* _Dataset entries_
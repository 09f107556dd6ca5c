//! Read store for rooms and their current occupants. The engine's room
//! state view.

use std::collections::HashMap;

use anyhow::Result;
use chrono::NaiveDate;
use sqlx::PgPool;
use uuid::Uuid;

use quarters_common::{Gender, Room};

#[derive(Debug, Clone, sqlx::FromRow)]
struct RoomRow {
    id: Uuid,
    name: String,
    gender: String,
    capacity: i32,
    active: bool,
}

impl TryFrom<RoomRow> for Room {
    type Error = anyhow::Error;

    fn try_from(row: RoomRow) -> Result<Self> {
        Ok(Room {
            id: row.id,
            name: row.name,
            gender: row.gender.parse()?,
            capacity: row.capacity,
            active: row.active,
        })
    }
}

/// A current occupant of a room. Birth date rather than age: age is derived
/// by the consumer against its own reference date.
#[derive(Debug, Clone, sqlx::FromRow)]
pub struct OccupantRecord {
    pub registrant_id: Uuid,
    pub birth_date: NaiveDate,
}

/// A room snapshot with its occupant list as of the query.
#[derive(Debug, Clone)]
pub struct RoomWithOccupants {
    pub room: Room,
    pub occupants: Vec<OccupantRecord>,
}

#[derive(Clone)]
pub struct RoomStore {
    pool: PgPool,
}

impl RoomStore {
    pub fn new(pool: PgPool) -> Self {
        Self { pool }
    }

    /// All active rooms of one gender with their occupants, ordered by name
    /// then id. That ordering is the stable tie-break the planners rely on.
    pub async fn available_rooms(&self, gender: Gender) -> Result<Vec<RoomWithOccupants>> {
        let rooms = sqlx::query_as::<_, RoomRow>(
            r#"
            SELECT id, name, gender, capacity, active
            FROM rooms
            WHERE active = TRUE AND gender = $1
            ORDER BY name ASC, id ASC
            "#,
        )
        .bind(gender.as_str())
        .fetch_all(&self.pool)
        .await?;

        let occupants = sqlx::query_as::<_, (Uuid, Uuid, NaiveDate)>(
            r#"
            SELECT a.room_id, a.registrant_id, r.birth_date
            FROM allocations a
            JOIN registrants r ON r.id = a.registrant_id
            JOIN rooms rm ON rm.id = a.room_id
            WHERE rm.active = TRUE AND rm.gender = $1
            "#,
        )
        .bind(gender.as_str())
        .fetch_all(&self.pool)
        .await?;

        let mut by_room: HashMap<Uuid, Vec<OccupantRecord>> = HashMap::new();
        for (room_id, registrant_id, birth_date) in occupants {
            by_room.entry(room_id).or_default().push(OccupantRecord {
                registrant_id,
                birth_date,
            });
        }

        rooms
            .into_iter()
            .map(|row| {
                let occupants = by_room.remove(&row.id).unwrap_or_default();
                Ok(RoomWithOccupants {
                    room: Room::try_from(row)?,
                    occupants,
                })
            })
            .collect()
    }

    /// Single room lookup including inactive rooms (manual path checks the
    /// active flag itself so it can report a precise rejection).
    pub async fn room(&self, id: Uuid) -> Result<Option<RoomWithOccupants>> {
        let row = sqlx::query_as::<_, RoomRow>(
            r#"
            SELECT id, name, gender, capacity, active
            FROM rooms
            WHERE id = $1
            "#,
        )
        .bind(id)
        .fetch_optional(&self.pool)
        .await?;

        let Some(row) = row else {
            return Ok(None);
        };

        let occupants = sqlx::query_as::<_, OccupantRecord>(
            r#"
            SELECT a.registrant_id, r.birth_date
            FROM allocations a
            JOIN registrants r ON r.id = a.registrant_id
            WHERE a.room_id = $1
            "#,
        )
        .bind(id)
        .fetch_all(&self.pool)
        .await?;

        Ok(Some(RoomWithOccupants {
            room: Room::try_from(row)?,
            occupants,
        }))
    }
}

--

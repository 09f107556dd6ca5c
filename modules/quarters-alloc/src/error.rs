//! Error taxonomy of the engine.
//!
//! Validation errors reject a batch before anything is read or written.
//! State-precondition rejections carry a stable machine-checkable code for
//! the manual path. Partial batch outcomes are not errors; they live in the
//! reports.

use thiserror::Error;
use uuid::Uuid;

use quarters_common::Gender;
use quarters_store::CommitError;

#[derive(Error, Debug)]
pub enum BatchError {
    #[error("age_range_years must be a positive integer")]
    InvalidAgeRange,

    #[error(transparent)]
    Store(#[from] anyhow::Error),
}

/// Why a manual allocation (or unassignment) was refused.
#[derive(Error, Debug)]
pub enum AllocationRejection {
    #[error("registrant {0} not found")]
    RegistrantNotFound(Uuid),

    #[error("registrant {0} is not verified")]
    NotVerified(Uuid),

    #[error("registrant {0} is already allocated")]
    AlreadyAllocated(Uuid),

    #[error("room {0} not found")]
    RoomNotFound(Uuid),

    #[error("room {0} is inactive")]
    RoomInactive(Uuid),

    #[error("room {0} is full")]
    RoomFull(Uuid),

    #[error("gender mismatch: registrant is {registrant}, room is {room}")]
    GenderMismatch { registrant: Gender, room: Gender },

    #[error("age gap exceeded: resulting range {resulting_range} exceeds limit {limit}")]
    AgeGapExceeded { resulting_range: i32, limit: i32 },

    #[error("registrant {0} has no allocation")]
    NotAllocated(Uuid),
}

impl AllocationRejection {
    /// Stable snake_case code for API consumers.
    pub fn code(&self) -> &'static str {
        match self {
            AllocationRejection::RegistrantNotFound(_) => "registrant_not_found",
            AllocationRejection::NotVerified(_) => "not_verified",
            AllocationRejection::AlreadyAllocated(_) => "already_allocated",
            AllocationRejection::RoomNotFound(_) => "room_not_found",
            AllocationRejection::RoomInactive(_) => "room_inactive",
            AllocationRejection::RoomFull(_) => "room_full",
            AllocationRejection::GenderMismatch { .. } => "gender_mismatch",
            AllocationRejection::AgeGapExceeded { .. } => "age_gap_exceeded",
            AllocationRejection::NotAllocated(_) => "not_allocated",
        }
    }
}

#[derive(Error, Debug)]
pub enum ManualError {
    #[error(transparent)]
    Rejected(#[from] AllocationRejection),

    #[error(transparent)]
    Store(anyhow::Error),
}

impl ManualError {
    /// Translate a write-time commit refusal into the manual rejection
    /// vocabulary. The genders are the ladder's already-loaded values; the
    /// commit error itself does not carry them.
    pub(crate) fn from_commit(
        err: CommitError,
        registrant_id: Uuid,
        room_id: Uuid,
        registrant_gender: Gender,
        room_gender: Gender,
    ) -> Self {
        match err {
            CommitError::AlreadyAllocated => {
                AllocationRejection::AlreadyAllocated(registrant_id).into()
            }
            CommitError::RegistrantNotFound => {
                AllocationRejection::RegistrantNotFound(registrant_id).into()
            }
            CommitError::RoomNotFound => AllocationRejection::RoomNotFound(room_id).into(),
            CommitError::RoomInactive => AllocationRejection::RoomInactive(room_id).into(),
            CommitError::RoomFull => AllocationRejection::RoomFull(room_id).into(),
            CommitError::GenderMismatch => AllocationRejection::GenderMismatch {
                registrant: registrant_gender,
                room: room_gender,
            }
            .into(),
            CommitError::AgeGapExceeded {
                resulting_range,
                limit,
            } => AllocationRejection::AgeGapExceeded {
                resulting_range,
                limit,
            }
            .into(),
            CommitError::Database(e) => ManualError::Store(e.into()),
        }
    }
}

---

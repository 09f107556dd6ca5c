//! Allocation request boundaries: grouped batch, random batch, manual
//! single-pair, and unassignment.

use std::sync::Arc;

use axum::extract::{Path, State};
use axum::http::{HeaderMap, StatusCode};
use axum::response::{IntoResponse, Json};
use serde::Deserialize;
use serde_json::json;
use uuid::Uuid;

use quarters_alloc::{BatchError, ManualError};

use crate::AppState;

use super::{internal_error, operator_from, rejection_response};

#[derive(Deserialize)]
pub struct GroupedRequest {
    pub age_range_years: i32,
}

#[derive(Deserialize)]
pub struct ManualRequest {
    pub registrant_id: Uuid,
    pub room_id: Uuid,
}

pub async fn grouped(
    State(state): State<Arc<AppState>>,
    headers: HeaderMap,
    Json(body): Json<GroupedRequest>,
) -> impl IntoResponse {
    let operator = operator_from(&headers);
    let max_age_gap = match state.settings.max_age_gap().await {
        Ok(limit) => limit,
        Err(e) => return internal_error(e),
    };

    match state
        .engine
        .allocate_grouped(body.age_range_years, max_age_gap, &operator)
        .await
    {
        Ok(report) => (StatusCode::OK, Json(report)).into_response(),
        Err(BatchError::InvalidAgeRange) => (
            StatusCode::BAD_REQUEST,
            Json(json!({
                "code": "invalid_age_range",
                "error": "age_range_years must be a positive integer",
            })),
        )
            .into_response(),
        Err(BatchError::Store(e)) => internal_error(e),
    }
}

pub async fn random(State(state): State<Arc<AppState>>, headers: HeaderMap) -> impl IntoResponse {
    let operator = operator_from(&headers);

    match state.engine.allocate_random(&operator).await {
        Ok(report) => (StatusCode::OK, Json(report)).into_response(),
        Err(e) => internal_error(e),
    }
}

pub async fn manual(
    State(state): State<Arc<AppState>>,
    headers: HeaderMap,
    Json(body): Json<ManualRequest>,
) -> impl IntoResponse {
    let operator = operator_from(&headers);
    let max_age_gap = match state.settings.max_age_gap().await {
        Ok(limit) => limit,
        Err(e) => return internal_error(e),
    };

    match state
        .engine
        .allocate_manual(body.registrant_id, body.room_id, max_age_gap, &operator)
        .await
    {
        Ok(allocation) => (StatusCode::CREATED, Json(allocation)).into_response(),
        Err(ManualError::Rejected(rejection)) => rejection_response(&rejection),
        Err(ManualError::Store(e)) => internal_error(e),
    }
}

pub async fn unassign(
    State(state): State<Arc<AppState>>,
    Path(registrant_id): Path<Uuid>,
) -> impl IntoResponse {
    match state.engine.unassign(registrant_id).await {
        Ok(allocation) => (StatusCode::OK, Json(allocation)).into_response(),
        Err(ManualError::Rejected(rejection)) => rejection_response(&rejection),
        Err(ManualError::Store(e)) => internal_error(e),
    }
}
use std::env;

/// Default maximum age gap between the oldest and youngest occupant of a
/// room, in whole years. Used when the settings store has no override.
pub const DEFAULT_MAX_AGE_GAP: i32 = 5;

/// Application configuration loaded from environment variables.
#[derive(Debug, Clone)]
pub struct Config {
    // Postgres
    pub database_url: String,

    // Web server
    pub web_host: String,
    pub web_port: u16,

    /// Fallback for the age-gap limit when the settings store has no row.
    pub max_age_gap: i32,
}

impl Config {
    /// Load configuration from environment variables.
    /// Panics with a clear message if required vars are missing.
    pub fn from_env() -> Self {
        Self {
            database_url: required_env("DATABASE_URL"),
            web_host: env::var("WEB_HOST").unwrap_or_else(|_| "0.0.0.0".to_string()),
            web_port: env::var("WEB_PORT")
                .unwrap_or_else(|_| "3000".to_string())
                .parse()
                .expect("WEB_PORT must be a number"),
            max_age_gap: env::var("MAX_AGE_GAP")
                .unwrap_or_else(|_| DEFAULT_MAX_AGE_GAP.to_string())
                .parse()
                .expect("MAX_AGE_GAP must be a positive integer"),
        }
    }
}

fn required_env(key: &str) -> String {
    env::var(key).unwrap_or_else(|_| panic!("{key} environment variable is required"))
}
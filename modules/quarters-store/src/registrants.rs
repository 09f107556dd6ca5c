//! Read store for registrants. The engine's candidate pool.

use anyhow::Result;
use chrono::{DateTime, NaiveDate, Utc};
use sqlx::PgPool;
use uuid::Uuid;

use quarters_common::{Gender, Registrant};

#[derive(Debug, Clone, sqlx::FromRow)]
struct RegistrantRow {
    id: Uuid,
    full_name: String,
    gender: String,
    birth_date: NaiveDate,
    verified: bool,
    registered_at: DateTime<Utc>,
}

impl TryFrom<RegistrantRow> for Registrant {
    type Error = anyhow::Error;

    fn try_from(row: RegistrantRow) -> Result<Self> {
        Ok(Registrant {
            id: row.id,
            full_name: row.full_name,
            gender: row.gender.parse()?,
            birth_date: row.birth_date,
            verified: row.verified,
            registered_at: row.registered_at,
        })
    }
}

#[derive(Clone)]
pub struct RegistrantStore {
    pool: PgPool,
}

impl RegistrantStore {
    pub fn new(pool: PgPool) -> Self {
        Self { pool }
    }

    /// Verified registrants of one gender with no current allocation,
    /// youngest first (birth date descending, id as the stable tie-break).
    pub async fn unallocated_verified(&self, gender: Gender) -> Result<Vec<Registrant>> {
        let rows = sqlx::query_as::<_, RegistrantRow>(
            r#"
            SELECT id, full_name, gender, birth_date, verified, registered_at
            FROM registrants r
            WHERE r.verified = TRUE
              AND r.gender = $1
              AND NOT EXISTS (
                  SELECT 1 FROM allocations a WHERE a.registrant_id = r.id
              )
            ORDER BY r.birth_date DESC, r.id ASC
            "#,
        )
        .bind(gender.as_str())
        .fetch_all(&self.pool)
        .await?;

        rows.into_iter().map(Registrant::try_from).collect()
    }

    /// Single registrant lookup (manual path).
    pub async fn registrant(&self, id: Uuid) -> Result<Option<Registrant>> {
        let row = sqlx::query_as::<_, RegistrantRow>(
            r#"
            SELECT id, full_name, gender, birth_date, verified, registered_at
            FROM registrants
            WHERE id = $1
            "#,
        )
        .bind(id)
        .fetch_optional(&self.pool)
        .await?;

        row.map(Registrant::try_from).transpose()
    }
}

* _DESCRIPTION OF THE TASK_
Only the number is needed: please work out how many lines in the data contain the string "BatchError".

* _ANSWER BELOW_
4